All catchy songs aside, ice damming can be a serious problem here in Winnipeg. We’ve seen it in all sorts of homes, whether new or old. The problems that are caused by ice damming range from minor leaks in the roof, to leaks so egregious that they cause ceilings to collapse (true story, we had a request from a client to repair an ice damming situation on her house, because in her previous home the ceiling had fallen in due to an ice dam unloading a lot of water into her ceiling).

So here’s a brief primer on what ice damming is, what causes it, and how best to address it.

What is an Ice Dam?

Ice damming is when snow melts from a higher portion of your roof, and slides down the roofing material, and hits your cold eaves where it freezes. When enough of that water freezes it creates a large chunk of ice that creates a pool of melted water just above it on your roof line.

 

 A diagram showing how ice dams can lead to issues with moisture ingress

What’s the Danger of Ice Damming?

Ice dams can be responsible for a wide variety of issues. They can pull gutters off houses, rot roof decks, cause mold growth in attics and cause leaks into the house. They can also pose a safety hazard when they fall off either as icicles or as large chunks of ice. That danger is exacerbated when you have a metal roof.

What Causes Ice Damming?

Ice damming is caused by a combination of factors depending on your exact house condition. 1) inadequate roof deck ventilation. 2) inadequate ceiling insulation/vapour barrier, and is made worse by 3) inadequate roofing membrane installation.

When a roof deck is properly ventilated, you wind up keeping your entire deck at the same temperature. That means there aren’t those warm spots where snow can melt, drip down roof, and then freeze.

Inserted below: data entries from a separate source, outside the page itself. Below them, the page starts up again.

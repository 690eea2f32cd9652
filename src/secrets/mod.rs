//! # Secret Handling
//!
//! Types that keep credentials and key material out of logs and serialized output.

pub mod types;

pub use types::SecretString;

To vent an attic you have to balance the ventilation that you have at the soffits, and the peak. You have to ensure you have clearance between your roof deck and your insulation at the heels of your trusses or rafters to make sure the air has an unencumbered route from soffit to ridge.

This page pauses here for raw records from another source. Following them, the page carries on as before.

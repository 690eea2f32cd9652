//! # Wrapping-token Exchange
//!
//! The launcher never writes TLS material into the plugin's environment.
//! Instead it stores the plugin's bundle under a random single-use token and
//! serves it once over a loopback HTTPS endpoint. The plugin learns the token,
//! the endpoint address and the endpoint's CA from its environment.

use std::collections::HashMap;
use std::net::SocketAddr;
use std::sync::Arc;
use std::time::Duration;

use axum::extract::State;
use axum::http::StatusCode;
use axum::response::{IntoResponse, Response};
use axum::routing::post;
use axum::serve::Listener;
use axum::{Json, Router};
use rand::RngCore;
use serde::{Deserialize, Serialize};
use tokio::net::{TcpListener, TcpStream};
use tokio::sync::{watch, Mutex};
use tokio::task::JoinHandle;
use tokio_rustls::server::TlsStream;
use tokio_rustls::TlsAcceptor;
use tracing::{debug, error, warn};

use super::pki::{server_config, TlsBundle};
use super::PLUGIN_SERVER_NAME;
use crate::errors::{DbError, Result};
use crate::secrets::SecretString;

pub const UNWRAP_PATH: &str = "/v1/wrapping/unwrap";

const EXCHANGE_TIMEOUT: Duration = Duration::from_secs(30);

/// Single-use tokens mapped to the bundles they unwrap.
#[derive(Default)]
pub struct WrappingStore {
    entries: Mutex<HashMap<String, TlsBundle>>,
}

impl WrappingStore {
    pub fn new() -> Self {
        Self::default()
    }

    /// Store `bundle` under a fresh 256-bit token.
    pub async fn wrap(&self, bundle: TlsBundle) -> SecretString {
        let mut raw = [0u8; 32];
        rand::thread_rng().fill_bytes(&mut raw);
        let token = hex::encode(raw);
        self.entries.lock().await.insert(token.clone(), bundle);
        SecretString::new(token)
    }

    /// Remove and return the bundle for `token`. A second call yields `None`.
    pub async fn unwrap(&self, token: &str) -> Option<TlsBundle> {
        self.entries.lock().await.remove(token)
    }
}

#[derive(Debug, Serialize, Deserialize)]
struct UnwrapRequest {
    token: String,
}

#[derive(Serialize, Deserialize)]
struct UnwrapResponse {
    certificate: String,
    private_key: String,
    ca_certificate: String,
}

#[derive(Debug, Serialize, Deserialize)]
struct ErrorBody {
    error: String,
}

struct CallbackState {
    store: Arc<WrappingStore>,
    exchanged: watch::Sender<bool>,
}

async fn unwrap_handler(
    State(state): State<Arc<CallbackState>>,
    Json(request): Json<UnwrapRequest>,
) -> Response {
    match state.store.unwrap(&request.token).await {
        Some(bundle) => {
            debug!("Wrapping token exchanged");
            state.exchanged.send_replace(true);
            Json(UnwrapResponse {
                certificate: bundle.certificate,
                private_key: bundle.private_key.expose_secret().to_string(),
                ca_certificate: bundle.ca_certificate,
            })
            .into_response()
        }
        None => {
            warn!("Rejected unknown or already used wrapping token");
            (
                StatusCode::BAD_REQUEST,
                Json(ErrorBody {
                    error: "wrapping token is invalid or already used".to_string(),
                }),
            )
                .into_response()
        }
    }
}

/// Loopback HTTPS endpoint serving [`UNWRAP_PATH`] for one launch.
pub struct CallbackServer {
    addr: SocketAddr,
    exchanged: watch::Receiver<bool>,
    task: JoinHandle<()>,
}

impl CallbackServer {
    /// Bind on `127.0.0.1:0` and serve with `bundle` as the server identity.
    pub async fn start(store: Arc<WrappingStore>, bundle: &TlsBundle) -> Result<Self> {
        let acceptor = TlsAcceptor::from(Arc::new(server_config(bundle, false)?));
        let listener = TcpListener::bind("127.0.0.1:0")
            .await
            .map_err(|e| DbError::transport(format!("failed to bind callback server: {}", e)))?;
        let addr = listener
            .local_addr()
            .map_err(|e| DbError::transport(format!("failed to read callback address: {}", e)))?;

        let (tx, exchanged) = watch::channel(false);
        let state = Arc::new(CallbackState {
            store,
            exchanged: tx,
        });
        let router = Router::new()
            .route(UNWRAP_PATH, post(unwrap_handler))
            .with_state(state);

        let task = tokio::spawn(async move {
            if let Err(e) = axum::serve(TlsListener::new(listener, acceptor), router).await {
                error!(error = %e, "Wrapping callback server failed");
            }
        });

        debug!(%addr, "Wrapping callback server listening");
        Ok(Self {
            addr,
            exchanged,
            task,
        })
    }

    pub fn addr(&self) -> SocketAddr {
        self.addr
    }

    /// Resolve once the token has been exchanged.
    pub async fn wait_for_exchange(&self) -> Result<()> {
        let mut exchanged = self.exchanged.clone();
        exchanged
            .wait_for(|done| *done)
            .await
            .map(|_| ())
            .map_err(|_| DbError::transport("callback server stopped before the token exchange"))
    }

    pub fn shutdown(&self) {
        self.task.abort();
    }
}

impl Drop for CallbackServer {
    fn drop(&mut self) {
        self.task.abort();
    }
}

struct TlsListener {
    listener: TcpListener,
    acceptor: TlsAcceptor,
}

impl TlsListener {
    fn new(listener: TcpListener, acceptor: TlsAcceptor) -> Self {
        Self { listener, acceptor }
    }
}

impl Listener for TlsListener {
    type Io = TlsStream<TcpStream>;
    type Addr = SocketAddr;

    async fn accept(&mut self) -> (Self::Io, Self::Addr) {
        loop {
            match self.listener.accept().await {
                Ok((stream, addr)) => match self.acceptor.accept(stream).await {
                    Ok(tls_stream) => return (tls_stream, addr),
                    Err(err) => {
                        warn!(error = %err, %addr, "Callback TLS handshake failed");
                        continue;
                    }
                },
                Err(err) => {
                    if is_connection_error(&err) {
                        continue;
                    }
                    error!("Callback accept error: {err}");
                    tokio::time::sleep(Duration::from_millis(100)).await;
                }
            }
        }
    }

    fn local_addr(&self) -> std::io::Result<Self::Addr> {
        self.listener.local_addr()
    }
}

fn is_connection_error(error: &std::io::Error) -> bool {
    matches!(
        error.kind(),
        std::io::ErrorKind::ConnectionRefused
            | std::io::ErrorKind::ConnectionAborted
            | std::io::ErrorKind::ConnectionReset
    )
}

/// Plugin side: trade `token` for this launch's TLS bundle.
pub async fn unwrap_token(callback_addr: &str, ca_pem: &str, token: &str) -> Result<TlsBundle> {
    let addr: SocketAddr = callback_addr
        .parse()
        .map_err(|_| DbError::config(format!("invalid callback address '{}'", callback_addr)))?;
    let ca = reqwest::Certificate::from_pem(ca_pem.as_bytes())
        .map_err(|e| DbError::config(format!("invalid callback CA certificate: {}", e)))?;

    let client = reqwest::Client::builder()
        .use_rustls_tls()
        .tls_built_in_root_certs(false)
        .add_root_certificate(ca)
        .resolve(PLUGIN_SERVER_NAME, addr)
        .timeout(EXCHANGE_TIMEOUT)
        .build()
        .map_err(|e| DbError::transport(format!("failed to build callback client: {}", e)))?;

    let url = format!("https://{}:{}{}", PLUGIN_SERVER_NAME, addr.port(), UNWRAP_PATH);
    let response = client
        .post(&url)
        .json(&UnwrapRequest {
            token: token.to_string(),
        })
        .send()
        .await
        .map_err(|e| DbError::transport(format!("token exchange request failed: {}", e)))?;

    if !response.status().is_success() {
        let status = response.status();
        let message = match response.json::<ErrorBody>().await {
            Ok(body) => body.error,
            Err(_) => status.to_string(),
        };
        return Err(DbError::transport(format!("token exchange rejected: {}", message)));
    }

    let body: UnwrapResponse = response
        .json()
        .await
        .map_err(|e| DbError::transport(format!("invalid token exchange response: {}", e)))?;

    Ok(TlsBundle {
        certificate: body.certificate,
        private_key: SecretString::new(body.private_key),
        ca_certificate: body.ca_certificate,
    })
}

When your ceiling isn’t properly insulated or vapour sealed you wind up leaking a bunch of warm moist air into your attic. This causes the roof deck to heat up in some places, and condensation to form in others. The heat transfer from your conditioned indoor air, to your unconditioned attic space leads to snow melting and trickling down the roof deck to freeze at the eaves.

With proper roofing membrane installation you can combat the symptoms of ice daming. This shouldn’t be assumed to treat ice damming, it’s better by far to address the underlying issues, but with proper installation of ice and water membrane you’ll mitigate some of the effects of ice damming.

How Do I Fix Ice Damming?

You wouldn’t have read this far if you weren’t interested in a fix to the problem! Knowing what causes the problems goes a long way to addressing them. Often times the solution will vary from house to house depending on the issues at play. But a generic fix-all would be this.

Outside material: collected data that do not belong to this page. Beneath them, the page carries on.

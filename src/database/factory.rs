//! # Backend Factory
//!
//! Turns a [`BackendConfig`] into a ready-to-initialize backend. Builtin
//! families come from an explicit [`FamilyTable`]; the `plugin` family goes
//! through the [`Launcher`]. Either way the caller gets the same trait object,
//! wrapped in [`MetricsMiddleware`], and owns its `close`.

use std::collections::HashMap;
use std::fmt;
use std::sync::Arc;

use tracing::info;

use super::connection::PoolSettings;
use super::middleware::MetricsMiddleware;
use super::sql::{SqlBackend, MYSQL, POSTGRES};
use super::DatabaseBackend;
use crate::config::{BackendConfig, PLUGIN_FAMILY};
use crate::errors::{DbError, Result};
use crate::observability::MetricsRecorder;
use crate::plugin::Launcher;

/// Builds an uninitialized backend for one family.
pub type BackendConstructor =
    Arc<dyn Fn(&BackendConfig) -> Result<Box<dyn DatabaseBackend>> + Send + Sync>;

/// Mapping of family names to constructors, owned by a [`Factory`].
#[derive(Clone, Default)]
pub struct FamilyTable {
    constructors: HashMap<String, BackendConstructor>,
}

impl fmt::Debug for FamilyTable {
    fn fmt(&self, f: &mut fmt::Formatter<'_>) -> fmt::Result {
        f.debug_struct("FamilyTable")
            .field("families", &self.families())
            .finish()
    }
}

impl FamilyTable {
    /// Create a table with no families
    pub fn new() -> Self {
        Self::default()
    }

    /// Table with the builtin SQL families (`postgres`, `mysql`).
    pub fn builtin() -> Self {
        let mut table = Self::new();
        table.register(POSTGRES.family, |config: &BackendConfig| {
            Ok(Box::new(SqlBackend::new(POSTGRES, PoolSettings::from_config(config)))
                as Box<dyn DatabaseBackend>)
        });
        table.register(MYSQL.family, |config: &BackendConfig| {
            Ok(Box::new(SqlBackend::new(MYSQL, PoolSettings::from_config(config)))
                as Box<dyn DatabaseBackend>)
        });
        table
    }

    /// Register or replace a family. The `plugin` family is reserved for the launcher.
    pub fn register<S, F>(&mut self, family: S, constructor: F) -> &mut Self
    where
        S: Into<String>,
        F: Fn(&BackendConfig) -> Result<Box<dyn DatabaseBackend>> + Send + Sync + 'static,
    {
        let family = family.into();
        if family == PLUGIN_FAMILY {
            tracing::warn!("Ignoring registration of reserved family 'plugin'");
            return self;
        }
        info!(family = %family, "Registering database family");
        self.constructors.insert(family, Arc::new(constructor));
        self
    }

    pub fn has_family(&self, family: &str) -> bool {
        self.constructors.contains_key(family)
    }

    /// Registered family names, sorted
    pub fn families(&self) -> Vec<&str> {
        let mut families: Vec<&str> = self.constructors.keys().map(String::as_str).collect();
        families.sort_unstable();
        families
    }

    fn get(&self, family: &str) -> Option<&BackendConstructor> {
        self.constructors.get(family)
    }
}

/// Resolves backend configurations into backends.
#[derive(Debug)]
pub struct Factory {
    families: FamilyTable,
    launcher: Launcher,
    recorder: MetricsRecorder,
}

impl Factory {
    pub fn new(families: FamilyTable, launcher: Launcher) -> Self {
        Self {
            families,
            launcher,
            recorder: MetricsRecorder::new(),
        }
    }

    pub fn families(&self) -> &FamilyTable {
        &self.families
    }

    /// Build the backend described by `config`.
    ///
    /// The returned backend is uninitialized. For the `plugin` family the
    /// subprocess is already running and is terminated by the backend's `close`
    /// or when the backend is dropped.
    pub async fn resolve(&self, config: &BackendConfig) -> Result<Box<dyn DatabaseBackend>> {
        config.validate()?;

        let backend: Box<dyn DatabaseBackend> = if config.is_plugin() {
            let bridge = self
                .launcher
                .launch(&config.plugin_command, &config.plugin_args, &config.plugin_checksum)
                .await?;
            Box::new(bridge)
        } else {
            let constructor = self.families.get(&config.family).ok_or_else(|| {
                DbError::config(format!("unsupported database type: {}", config.family))
            })?;
            constructor(config)?
        };

        info!(
            family = %config.family,
            backend_type = %backend.backend_type(),
            "Resolved database backend"
        );

        Ok(Box::new(MetricsMiddleware::new(backend, self.recorder.clone())))
    }
}

#[cfg(test)]
mod tests {
    use super::*;
    use crate::config::LauncherConfig;
    use crate::database::ConnectionDetails;
    use tracing_test::traced_test;

    fn factory() -> Factory {
        Factory::new(FamilyTable::builtin(), Launcher::new(LauncherConfig::default()))
    }

    #[test]
    fn test_builtin_families() {
        let table = FamilyTable::builtin();
        assert_eq!(table.families(), vec!["mysql", "postgres"]);
        assert!(table.has_family("postgres"));
        assert!(!table.has_family("cassandra"));
        assert!(format!("{:?}", table).contains("postgres"));
    }

    #[test]
    #[traced_test]
    fn test_plugin_family_is_reserved() {
        let mut table = FamilyTable::new();
        table.register(PLUGIN_FAMILY, |config: &BackendConfig| {
            Ok(Box::new(SqlBackend::new(POSTGRES, PoolSettings::from_config(config)))
                as Box<dyn DatabaseBackend>)
        });
        assert!(!table.has_family(PLUGIN_FAMILY));
        assert!(logs_contain("reserved family"));
    }

    #[tokio::test]
    async fn test_resolve_builtin_family() {
        let backend = factory()
            .resolve(&BackendConfig::builtin("postgres", ConnectionDetails::new()))
            .await
            .unwrap();
        assert_eq!(backend.backend_type(), "postgres");
        backend.close().await.unwrap();
    }

    #[tokio::test]
    async fn test_resolve_unknown_family() {
        let err = factory()
            .resolve(&BackendConfig::builtin("oracle", ConnectionDetails::new()))
            .await
            .err()
            .unwrap();
        assert!(matches!(err, DbError::Configuration { .. }));
        assert!(err.to_string().contains("unsupported database type"));
    }

    #[tokio::test]
    async fn test_resolve_plugin_without_command_or_checksum() {
        for config in [
            BackendConfig::plugin("", "00ff"),
            BackendConfig::plugin("/opt/plugins/db", ""),
        ] {
            let err = factory().resolve(&config).await.err().unwrap();
            assert!(matches!(err, DbError::Configuration { .. }));
        }
    }

    #[tokio::test]
    async fn test_registered_family_is_resolvable() {
        let mut table = FamilyTable::builtin();
        table.register("cassandra-like", |config: &BackendConfig| {
            Ok(Box::new(SqlBackend::new(MYSQL, PoolSettings::from_config(config)))
                as Box<dyn DatabaseBackend>)
        });
        let factory = Factory::new(table, Launcher::new(LauncherConfig::default()));

        let backend = factory
            .resolve(&BackendConfig::builtin("cassandra-like", ConnectionDetails::new()))
            .await
            .unwrap();
        assert_eq!(backend.backend_type(), "mysql");
    }
}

Install baffles at your rafter heels to allow for smooth and even venting of roof deck. It’s recommended to install them every rafter space for optimal performance. If you’re building a new home we recommend increasing your rafter heel heights a bit for a better insulation detail.

  1. Ensure your ventilation is properly balanced. National Building Code in Canada mandates no more than 25% of ventilation be at either top or bottom location and that you have 1 square foot of ventilation for every 300 square feet of insulated ceiling area. If your roof slope is less than a 2/12 you have to have 1 square foot of insulation for every 150 square feet of insulated ceiling space. In older homes this may mean cutting vent holes in your wood soffits to ensure the attic has ventilation.
  2. Ensure you have a proper vapour barrier and insulation blanket in the attic. For old homes this often requires removing the existing insulation, and then spray foaming a 3″ layer over your rafters, and then insulating the rest with cellulose to hit a minimum of r-50. We’d recommend going to r-80 because the cost of insulating that extra r-30 is marginal, but provides huge savings.
  3. If you’re re-doing your roof make sure you install ice and water peel and stick eaves protection a minimum of 900mm (3′) up your roof slope, and a minimum of 300mm (12″) inside the interior plane of your exterior wall, whichever is greater.

That’s the quick primer on ice damming. We hope you found this to be informative and helpful! If you have any other ideas for best practice we’d love to hear them! Thanks for reading!